Limitar o aquecimento a 1,5˚C exige transformação imediata e um dos compromissos assumidos na COP-26 é a transição para um cenário de neutralidade de emissão de carbono. De acordo com o relatório “The net-zero transition” da McKinsey, “a transformação da economia global necessária para atingir emissões líquidas zero até 2050 seria universal e significativa, exigindo US$ 9,2 trilhões em gastos médios anuais em ativos físicos, US$ 3,5 trilhões a mais do que hoje.”
Todos os setores da economia estão expostos a esse cenário, mas aqueles com maior grau de exposição são os que emitem diretamente quantidades significativas de gases de efeito estufa, como os setores de carvão, energia a gás, combustíveis fósseis e automotivo. Esses setores correspondem a cerca de 20% do PIB mundial.

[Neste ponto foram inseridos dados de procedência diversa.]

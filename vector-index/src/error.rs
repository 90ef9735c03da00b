//! Error types for the vector index.

use thiserror::Error;

/// Result type alias for index operations.
pub type Result<T> = std::result::Result<T, IndexError>;

/// Errors that can occur in the vector index.
#[derive(Error, Debug)]
pub enum IndexError {
    /// Unknown document id on lookup.
    #[error("document not found: {0}")]
    NotFound(String),

    /// Vector length differs from the index dimension.
    #[error("dimension mismatch for {id}: expected {expected}, got {actual}")]
    DimensionMismatch {
        id: String,
        expected: usize,
        actual: usize,
    },

    /// A chunk in an upsert batch is owned by a different document.
    #[error("chunk {chunk_id} belongs to {actual}, not {expected}")]
    DocumentMismatch {
        chunk_id: String,
        expected: String,
        actual: String,
    },

    /// The same chunk id appears twice in one batch.
    #[error("duplicate chunk id in batch: {0}")]
    DuplicateChunk(String),

    /// The index was closed.
    #[error("index is closed")]
    Closed,

    /// A commit task panicked or was aborted.
    #[error("commit task failed: {0}")]
    Task(String),

    /// Storage operation failed.
    #[error("storage error: {0}")]
    Storage(#[from] StorageError),

    /// Serialization/deserialization error.
    #[error("serialization error: {0}")]
    Serialization(#[from] serde_json::Error),

    /// Similarity computation error.
    #[error("similarity error: {0}")]
    Similarity(#[from] apiq_embeddings::EmbeddingError),
}

/// Storage-specific errors.
#[derive(Error, Debug)]
pub enum StorageError {
    /// Failed to create the index directory.
    #[error("failed to create directory: {0}")]
    CreateDirectory(String),

    /// Failed to read a document file.
    #[error("failed to read file: {0}")]
    ReadFile(String),

    /// Failed to write a document file.
    #[error("failed to write file: {0}")]
    WriteFile(String),

    /// Failed to delete a document file.
    #[error("failed to delete file: {0}")]
    DeleteFile(String),
}
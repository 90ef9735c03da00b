//! Error types for ingestion and querying.

use apiq_embeddings::EmbeddingError;
use apiq_spec_parser::SpecError;
use apiq_vector_index::IndexError;
use thiserror::Error;

/// Result type alias for retrieval operations.
pub type Result<T> = std::result::Result<T, RetrievalError>;

/// Errors surfaced by the query service.
#[derive(Error, Debug)]
pub enum RetrievalError {
    /// Neither JSON nor YAML, or an unrecognized document shape.
    #[error("unsupported format: {0}")]
    UnsupportedFormat(String),

    /// The document parsed but is missing required structure.
    #[error("malformed specification: {0}")]
    MalformedSpec(String),

    /// Remote retrieval failed.
    #[error("fetch error: {0}")]
    Fetch(String),

    /// Unknown document id on lookup.
    #[error("document not found: {0}")]
    NotFound(String),

    /// Embedding error.
    #[error("embedding error: {0}")]
    Embedding(#[from] EmbeddingError),

    /// Index error.
    #[error("index error: {0}")]
    Index(IndexError),

    /// The caller cancelled the operation.
    #[error("operation cancelled")]
    Cancelled,

    /// Rejected input, such as an empty query.
    #[error("invalid request: {0}")]
    InvalidRequest(String),

    /// Configuration error.
    #[error("configuration error: {0}")]
    Config(String),
}

impl From<SpecError> for RetrievalError {
    fn from(err: SpecError) -> Self {
        match err {
            SpecError::UnsupportedFormat(msg) => Self::UnsupportedFormat(msg),
            SpecError::MalformedSpec(msg) => Self::MalformedSpec(msg),
        }
    }
}

impl From<IndexError> for RetrievalError {
    fn from(err: IndexError) -> Self {
        match err {
            IndexError::NotFound(doc_id) => Self::NotFound(doc_id),
            other => Self::Index(other),
        }
    }
}
//! Verb intent detection.

use apiq_spec_parser::HttpMethod;
use serde::Serialize;

/// How the intent was decided.
#[derive(Debug, Clone, PartialEq, Eq, Serialize)]
#[serde(rename_all = "snake_case", tag = "kind", content = "keyword")]
pub enum IntentSource {
    /// A lexicon keyword matched this word of the request.
    Keyword(String),
    /// Nothing matched; the lexicon default was used.
    Default,
}

/// The HTTP method a request's wording implies.
#[derive(Debug, Clone, PartialEq, Eq, Serialize)]
pub struct Intent {
    pub method: HttpMethod,
    pub source: IntentSource,
}

/// Keyword → method lexicon.
///
/// The longest matching keyword wins; equal lengths go to the one appearing
/// first in the text. Keywords match whole words and their simple inflections
/// (`s`, `es`, `d`, `ed`, `ing`, and `ing` with a dropped final `e`).
/// Exact keywords match only the bare word, so `new` does not match `news`.
#[derive(Debug, Clone)]
pub struct IntentLexicon {
    keywords: Vec<Keyword>,
    default: HttpMethod,
}

#[derive(Debug, Clone)]
struct Keyword {
    word: String,
    method: HttpMethod,
    exact: bool,
}

impl Keyword {
    fn matches(&self, word: &str) -> bool {
        if self.exact {
            word == self.word
        } else {
            inflection_of(word, &self.word)
        }
    }
}

impl IntentLexicon {
    /// An empty lexicon that always answers `default`.
    pub fn new(default: HttpMethod) -> Self {
        Self {
            keywords: Vec::new(),
            default,
        }
    }

    pub fn with_keyword(self, keyword: impl Into<String>, method: HttpMethod) -> Self {
        self.push(keyword.into(), method, false)
    }

    /// A keyword that matches no inflections.
    pub fn with_exact_keyword(self, keyword: impl Into<String>, method: HttpMethod) -> Self {
        self.push(keyword.into(), method, true)
    }

    fn push(mut self, keyword: String, method: HttpMethod, exact: bool) -> Self {
        self.keywords.push(Keyword {
            word: keyword.to_lowercase(),
            method,
            exact,
        });
        self
    }

    pub fn with_keywords<'a>(
        self,
        keywords: impl IntoIterator<Item = &'a str>,
        method: HttpMethod,
    ) -> Self {
        keywords
            .into_iter()
            .fold(self, |lexicon, keyword| lexicon.with_keyword(keyword, method))
    }

    pub fn default_method(&self) -> HttpMethod {
        self.default
    }

    pub fn detect(&self, text: &str) -> Intent {
        let lower = text.to_lowercase();
        let words = lower
            .split(|c: char| !c.is_alphanumeric())
            .filter(|w| !w.is_empty());

        // (keyword length, word position)
        let mut best: Option<(usize, usize, &str, HttpMethod)> = None;
        for (position, word) in words.enumerate() {
            for keyword in &self.keywords {
                if !keyword.matches(word) {
                    continue;
                }
                let len = keyword.word.len();
                let better = match best {
                    None => true,
                    Some((best_len, pos, _, _)) => {
                        len > best_len || (len == best_len && position < pos)
                    }
                };
                if better {
                    best = Some((len, position, keyword.word.as_str(), keyword.method));
                }
            }
        }

        match best {
            Some((_, _, keyword, method)) => Intent {
                method,
                source: IntentSource::Keyword(keyword.to_string()),
            },
            None => Intent {
                method: self.default,
                source: IntentSource::Default,
            },
        }
    }
}

impl Default for IntentLexicon {
    fn default() -> Self {
        Self::new(HttpMethod::Get)
            .with_keywords(["create", "add"], HttpMethod::Post)
            .with_exact_keyword("new", HttpMethod::Post)
            .with_keywords(["update", "edit", "modify"], HttpMethod::Put)
            .with_keywords(["delete", "remove"], HttpMethod::Delete)
            .with_keywords(["find", "get", "list", "show", "search"], HttpMethod::Get)
    }
}

fn inflection_of(word: &str, keyword: &str) -> bool {
    let Some(suffix) = word.strip_prefix(keyword) else {
        return keyword
            .strip_suffix('e')
            .and_then(|stem| word.strip_prefix(stem))
            .is_some_and(|rest| rest == "ing");
    };
    matches!(suffix, "" | "s" | "es" | "d" | "ed" | "ing")
}
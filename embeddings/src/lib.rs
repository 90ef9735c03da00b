//! # Embeddings
//!
//! Text-to-vector providers and similarity math used by the API query
//! builder. The embedding model is a black box behind [`EmbeddingProvider`];
//! everything downstream only sees fixed-dimension `f32` vectors.
//!
//! ## Providers
//!
//! - **OpenAI**: remote `text-embedding-3-*` models over HTTP
//! - **Hashing**: deterministic local bag-of-tokens vectors, no network
//! - **Cached**: wraps any provider with an [`EmbeddingCache`]
//!
//! ## Architecture
//!
//! ```text
//! ┌─────────────────────────────────────────────────────────────────┐
//! │                    Embeddings                                   │
//! ├─────────────────────────────────────────────────────────────────┤
//! │  EmbeddingProvider ──► Embedding ──► cosine_similarity          │
//! │       │                                                         │
//! │       ▼                                                         │
//! │  OpenAI / Hashing ◄── CachedProvider ──► EmbeddingCache         │
//! └─────────────────────────────────────────────────────────────────┘
//! ```

pub mod cache;
pub mod error;
pub mod provider;
pub mod similarity;

pub use cache::{CachedProvider, EmbeddingCache};
pub use error::{EmbeddingError, Result};
pub use provider::{
    EmbeddingProvider, EmbeddingRequest, EmbeddingResponse, HashingProvider, OpenAIProvider,
};
pub use similarity::{SimilarityResult, cosine_similarity, normalize, rank_top_k, to_unit_score};

/// A dense vector embedding.
pub type Embedding = Vec<f32>;

/// Dimension of the local hashing provider's vectors.
pub const DEFAULT_DIMENSION: usize = 384;
//! Query embedding and index lookup.

use std::fmt;
use std::sync::Arc;

use apiq_embeddings::EmbeddingProvider;
use apiq_vector_index::{QueryFilter, RetrievedMatch, VectorIndex};
use tracing::{debug, warn};

use crate::error::{Result, RetrievalError};

/// Lifecycle of one query.
#[derive(Debug, Clone, Copy, PartialEq, Eq)]
pub enum QueryStage {
    Received,
    Embedded,
    Retrieved,
    Synthesized,
    Returned,
    Failed,
}

impl fmt::Display for QueryStage {
    fn fmt(&self, f: &mut fmt::Formatter<'_>) -> fmt::Result {
        let name = match self {
            Self::Received => "received",
            Self::Embedded => "embedded",
            Self::Retrieved => "retrieved",
            Self::Synthesized => "synthesized",
            Self::Returned => "returned",
            Self::Failed => "failed",
        };
        f.write_str(name)
    }
}

/// Embeds queries and ranks indexed chunks against them.
#[derive(Clone)]
pub struct RetrievalEngine {
    provider: Arc<dyn EmbeddingProvider>,
    index: VectorIndex,
    default_top_k: usize,
    max_top_k: usize,
}

impl RetrievalEngine {
    pub const DEFAULT_TOP_K: usize = 5;

    pub fn new(provider: Arc<dyn EmbeddingProvider>, index: VectorIndex) -> Self {
        Self {
            provider,
            index,
            default_top_k: Self::DEFAULT_TOP_K,
            max_top_k: 50,
        }
    }

    pub fn with_default_top_k(mut self, top_k: usize) -> Self {
        self.default_top_k = top_k;
        self
    }

    pub fn with_max_top_k(mut self, max_top_k: usize) -> Self {
        self.max_top_k = max_top_k;
        self
    }

    pub fn index(&self) -> &VectorIndex {
        &self.index
    }

    pub fn provider(&self) -> &Arc<dyn EmbeddingProvider> {
        &self.provider
    }

    /// Top matches for `query_text`; an empty index yields an empty list.
    pub async fn retrieve(&self, query_text: &str, top_k: Option<usize>) -> Result<Vec<RetrievedMatch>> {
        self.retrieve_filtered(query_text, top_k, &QueryFilter::default())
            .await
    }

    pub async fn retrieve_filtered(
        &self,
        query_text: &str,
        top_k: Option<usize>,
        filter: &QueryFilter,
    ) -> Result<Vec<RetrievedMatch>> {
        let query_text = query_text.trim();
        if query_text.is_empty() {
            return Err(RetrievalError::InvalidRequest("query text is empty".into()));
        }
        let top_k = match top_k {
            Some(0) => {
                return Err(RetrievalError::InvalidRequest("top_k must be at least 1".into()));
            }
            Some(k) if k > self.max_top_k => {
                debug!(requested = k, max = self.max_top_k, "clamping top_k");
                self.max_top_k
            }
            Some(k) => k,
            None => self.default_top_k,
        };
        debug!(stage = %QueryStage::Received, top_k, "query received");

        let vector = match self.provider.embed_text(query_text).await {
            Ok(vector) => vector,
            Err(e) => {
                warn!(stage = %QueryStage::Failed, "query embedding failed: {e}");
                return Err(e.into());
            }
        };
        debug!(stage = %QueryStage::Embedded, dimension = vector.len(), "query embedded");

        let matches = match self.index.query(&vector, top_k, Some(filter)).await {
            Ok(matches) => matches,
            Err(e) => {
                warn!(stage = %QueryStage::Failed, "index query failed: {e}");
                return Err(e.into());
            }
        };
        debug!(stage = %QueryStage::Retrieved, matches = matches.len(), "query retrieved");

        Ok(matches)
    }
}
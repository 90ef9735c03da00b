//! # API Query Retrieval
//!
//! Answers natural-language requests such as "find pets by status" with a
//! drafted HTTP call, using API specifications that were ingested earlier.
//!
//! - **Ingestion**: parse, chunk, embed and index a specification, all or
//!   nothing, from bytes or a URL
//! - **Retrieval**: embed the request and rank indexed operations
//! - **Synthesis**: pick an operation by verb intent and rank, then fill in
//!   URL, headers and body skeleton with a bounded confidence
//!
//! ## Architecture
//!
//! ```text
//! ┌─────────────────────────────────────────────────────────────────┐
//! │                      ApiQueryService                            │
//! ├─────────────────────────────────────────────────────────────────┤
//! │                                                                 │
//! │  raw / URL ──► SpecParser ──► Chunker ──► EmbeddingProvider     │
//! │  (SpecFetcher)                                  │               │
//! │                                                 ▼               │
//! │                                          ┌──────────────┐       │
//! │  request ──► RetrievalEngine ──────────► │ VectorIndex  │       │
//! │                     │                    └──────────────┘       │
//! │                     ▼                                           │
//! │             QuerySynthesizer ──► QueryResult                    │
//! │   (IntentLexicon + ConfidencePolicy)                            │
//! └─────────────────────────────────────────────────────────────────┘
//! ```
//!
//! ## Usage
//!
//! ```rust,ignore
//! use apiq_retrieval::{ApiQueryService, IngestOptions, ServiceConfig};
//! use tokio_util::sync::CancellationToken;
//!
//! let service = ApiQueryService::new(ServiceConfig::default()).await?;
//! service
//!     .ingest_url(
//!         "https://petstore.swagger.io/v2/swagger.json",
//!         IngestOptions::new().with_doc_id("petstore"),
//!         &CancellationToken::new(),
//!     )
//!     .await?;
//!
//! let result = service.generate("Find pets by status", true).await;
//! ```

pub mod confidence;
pub mod config;
pub mod engine;
pub mod error;
pub mod fetch;
pub mod intent;
pub mod service;
pub mod synthesizer;

pub use confidence::ConfidencePolicy;
pub use config::{EmbeddingConfig, EmbeddingProviderType, FetchConfig, QueryConfig, ServiceConfig};
pub use engine::{QueryStage, RetrievalEngine};
pub use error::{Result, RetrievalError};
pub use fetch::SpecFetcher;
pub use intent::{Intent, IntentLexicon, IntentSource};
pub use service::{
    ApiQueryService, ApiQueryServiceBuilder, DocumentSummary, HealthReport, IngestOptions,
};
pub use synthesizer::{
    GeneratedQuery, QueryResult, QuerySynthesizer, RelevantDocument, RuleBasedSynthesizer, explain,
};

// Re-export from dependencies for convenience
pub use apiq_embeddings::{EmbeddingProvider, HashingProvider};
pub use apiq_spec_parser::{Chunk, HttpMethod, SourceType};
pub use apiq_vector_index::{DocumentRecord, IndexStats, QueryFilter, RetrievedMatch, VectorIndex};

Para analisar setores e empresas, o Transition Pathway Initiative (TPI), iniciativa que reúne grandes investidores globais com mais de US$40 trilhões sob gestão, divulgou este mês uma metodologia. Para cada setor desenharam três curvas – uma para cada cenário de emissão de CO2 e comparou com os respectivos benchmarks esperados de intensidade de emissões de CO2, a cada ano, até 2050. O estudo avalia a qualidade da gestão de carbono e a intensidade de carbono de cada empresa dando notas numa escala de 0 a 4. Muitas empresas brasileiras já podem ser encontradas no estudo.
O Brasil, que ocupa a posição de sexto maior emissor de gases de efeito estufa no mundo, tem uma matriz energética limpa, principalmente quando comparada aos outros países. Segundo as estimativas do Sistema de Estimativas de Emissões de Gases de Efeito Estufa (SEEG), o Brasil liberou 2,16 bilhões de toneladas de gás carbônico em 2020, contra 1,97 bilhão em 2019.
Um estudo do CarbonBrief mostra que de 1850 a 2020, o Brasil foi responsável por 4,5% de todas as emissões de carbono do mundo, isto é, 112,9 bilhões de toneladas de CO2 (GtCO2). O maior problema, como já falamos anteriormente, é que mais de 85% dessas emissões vêm do desmatamento (96,9 GtCO2).
Ao contrário da maioria dos países, as emissões brasileiras estão concentradas nas mudanças do uso da terra e desmatamento; agropecuária; energia (principalmente para transportes e eletricidade) e processos industriais e resíduos.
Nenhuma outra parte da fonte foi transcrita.